Mon Apr 28 13:50:23 PDT 1997


* From the SCSI Reflector (scsi at symbios.com), posted by:
* "Doug Hagerman, DEC, 508-841-2145, reply-to: hagerman at mail.dec.com  28-Apr-1997 1648" <hagerman at starch.ENET.dec.com>
*
Hello tape enthusiasts.

The following is submitted for discussion at tomorrow's tape
error teleconference and also at the SSC meeting next week.

Doug Hagerman.

------------------------------------------

More Discussion of Tapes in PLDA			T10/97-155r2

970428

This paper is a discussion of the question "What should be done
about tapes on Fibre Channel?" This version reflects modifications
based on discussion that took place during the FCW meeting during the
April 1997 T11 week, plus some additional proposals.

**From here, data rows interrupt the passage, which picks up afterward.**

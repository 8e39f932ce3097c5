use serde::{Deserialize, Deserializer, Serialize};

/// A row of the `movies` table.
///
/// Movies are seeded outside of this application, so the client never
/// creates or mutates them.
#[derive(Debug, Clone, Serialize, Deserialize, PartialEq)]
pub struct Movie {
    pub id: String,
    pub title: String,
    pub release_year: i32,
    #[serde(default, deserialize_with = "null_as_empty")]
    pub description: String,
    #[serde(default)]
    pub poster_url: Option<String>,
}

/// Seeded rows may carry `null` where the column has no text
fn null_as_empty<'de, D>(deserializer: D) -> Result<String, D::Error>
where
    D: Deserializer<'de>,
{
    Ok(Option::<String>::deserialize(deserializer)?.unwrap_or_default())
}

impl Movie {
    /// Poster URL, treating an empty string the same as a missing one
    pub fn poster(&self) -> Option<&str> {
        self.poster_url.as_deref().filter(|url| !url.trim().is_empty())
    }
}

The paper now has two sections:

I. General discussion of the issues.

II. Proposal for solutions using both Class 2 and Class 3.

-----

I. Discussion of Issues

1. Scope

1.1. Note that there are two configurations where this topic arises:

	i. Native Fibre Channel tape drives.

	ii. Native Fibre Channel subsystem controllers (e.g. RAID
	controllers) that have the capability of having a tape drive
	behind them. This drive could be a regular SCSI tape drive.
	A tape-oriented protocol on the FC connection to the host is
	needed even if no native Fibre Channel tape drive is ever built.

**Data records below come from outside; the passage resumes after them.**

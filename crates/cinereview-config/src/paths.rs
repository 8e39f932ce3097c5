use anyhow::Result;
use std::path::{Path, PathBuf};

pub const BASE_PATH_ENV: &str = "CINEREVIEW_BASE_PATH";

/// `CINEREVIEW_BASE_PATH`, only when it names an existing directory
pub fn base_path_override() -> Option<PathBuf> {
    std::env::var_os(BASE_PATH_ENV)
        .filter(|value| !value.is_empty())
        .map(PathBuf::from)
        .filter(|path| path.is_dir())
}

pub struct PathManager {
    config_dir: PathBuf,
}

impl PathManager {
    /// `$CINEREVIEW_BASE_PATH` when it exists, otherwise `~/.config/cinereview`
    pub fn new() -> Result<Self> {
        Self::resolve(base_path_override())
    }

    fn resolve(base_override: Option<PathBuf>) -> Result<Self> {
        match base_override {
            Some(base) => Ok(Self::with_base(base)),
            None => {
                let config_dir = dirs::config_dir()
                    .ok_or_else(|| anyhow::anyhow!("Could not determine config directory"))?
                    .join("cinereview");
                Ok(Self::with_base(config_dir))
            }
        }
    }

    pub fn with_base(base: impl Into<PathBuf>) -> Self {
        Self { config_dir: base.into() }
    }

    pub fn config_dir(&self) -> &Path {
        &self.config_dir
    }

    pub fn config_file(&self) -> PathBuf {
        self.config_dir.join("config.toml")
    }

    pub fn credentials_file(&self) -> PathBuf {
        self.config_dir.join("credentials.toml")
    }

    pub fn ensure_directories(&self) -> Result<()> {
        std::fs::create_dir_all(&self.config_dir)?;
        Ok(())
    }
}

1.2. Although this discussion originated in the context of PLDA and thus
FC-AL, the point in 1.1.ii. above clearly implies that any solution
must work in both loop and switched Fibre Channel environments. This
has numerous implications such as, for example, the possibility of
out-of-order delivery of frames within a sequence or the loss of frames
due to congestion in a switch.

1.3. Definitions

Throughout this discussion the term "media" refers to the magnetic
medium upon which the data bits are eventually stored, not the
interconnect medium used to transfer the bits from device to device.

An "error on the interconnect" is the failure of the interconnect
to deliver all the frames and sequences of an exchange with
a correct set of sequence ID and sequence count fields and correct
EDC values and meeting all the other rules for frame delivery. This
is different from a failure resulting from microcode errors, media
errors, or the complete failure of a device or system.

A "transient error" is an error on the interconnect that repairs itself
without specific action by the protocol. For example, a bypass circuit
activation causes one or more transient errors on the loop, but later
the loop resumes normal operation. Similarly a burst of random
errors will later come to an end without action by the protocol. However,
a failure caused by the permanent physical disconnection of the cable
|from a cabinet is not a transient error. This paper deals exclusively
with transient errors.

Note the distinction between "the application" (user's FORTRAN
program) and "the driver" (operating system device driver).

Also note that the driver has two parts: "the class driver" (knows
about tapes, not interconnects) and "the port driver" (knows about
interconnects, not tapes). A goal is to keep these two 100% distinct.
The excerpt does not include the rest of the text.